Work to be completed:
Look for "FeatureMatrix" in the records and copy every line that has it.

Working data:

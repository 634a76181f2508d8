//! End-to-end tests for anomaly detection workflows

use anomaly_facade::{
    detect, IsolationForestConfig, SeriesDetector, Tail, ZScoreConfig, ZScoreDetector,
};
use feature_facade::FeatureMatrix;
use rand::rngs::StdRng;
use rand::{Rng, SeedableRng};

fn gaussian(rng: &mut StdRng, mean: f64, sd: f64) -> f64 {
    let u1: f64 = 1.0 - rng.gen::<f64>();
    let u2: f64 = rng.gen();
    mean + sd * (-2.0 * u1.ln()).sqrt() * (2.0 * std::f64::consts::PI * u2).cos()
}

/// 990 ordinary transactions around 100 and 10 injected large ones, spread
/// through the table.
fn transactions() -> (FeatureMatrix, Vec<usize>) {
    let mut rng = StdRng::seed_from_u64(2024);
    let injected: Vec<usize> = (0..10).map(|i| i * 97 + 13).collect();
    let mut rows = Vec::with_capacity(1000);
    let mut k = 0;
    for i in 0..1000 {
        let hour = rng.gen_range(0..24) as f64;
        let amount = if injected.contains(&i) {
            k += 1;
            10_000.0 + 1000.0 * k as f64
        } else {
            gaussian(&mut rng, 100.0, 10.0)
        };
        rows.push(vec![amount, hour]);
    }
    let names = vec!["TransactionAmount".to_string(), "hour".to_string()];
    (FeatureMatrix::new(names, rows).unwrap(), injected)
}

#[test]
fn e2e_fraud_scenario_catches_injected_rows() {
    let (data, injected) = transactions();
    let result = detect(&data, &IsolationForestConfig::new(0.01)).unwrap();

    let flagged = result.anomaly_indices();
    let caught = injected.iter().filter(|i| flagged.contains(i)).count();
    assert!(caught >= 8, "caught only {caught} of 10 injected rows");
    assert!(flagged.len() <= 12);
    assert!(result.note.is_none());
}

#[test]
fn e2e_zscore_rule_on_amounts() {
    let (data, injected) = transactions();
    let amounts = data.column(0).unwrap();

    let mut rule = ZScoreDetector::from_config(ZScoreConfig::new(3.0).with_tail(Tail::Upper));
    rule.fit(&amounts).unwrap();
    let result = rule.detect(&amounts).unwrap();

    // The injected rows inflate sigma, but the largest still stand out
    assert!(result.anomaly_count() >= 1);
    assert!(result.anomaly_indices().iter().all(|i| injected.contains(i)));
}

#[test]
fn e2e_small_table_degrades_quietly() {
    let data = FeatureMatrix::new(
        vec!["amount".to_string()],
        vec![vec![1.0], vec![2.0], vec![1000.0]],
    )
    .unwrap();
    let result = detect(&data, &IsolationForestConfig::new(0.1)).unwrap();
    assert_eq!(result.anomaly_count(), 0);
    assert!(result.is_low_confidence());
}
//! Model module containing data structures for tabular analysis

mod clean;
mod raw;
mod request;
mod role;

pub use clean::{CleanColumn, CleanTable, ColumnData, MISSING_CATEGORY};
pub use raw::{RawTable, RawValue};
pub use request::{IngestRequest, TargetPolicy};
pub use role::{ColumnRole, ColumnRoleMap, TimeAxis};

Reply:
use feature_facade::FeatureMatrix;
fn transactions() -> (FeatureMatrix, Vec<usize>) {
    (FeatureMatrix::new(names, rows).unwrap(), injected)
    let data = FeatureMatrix::new(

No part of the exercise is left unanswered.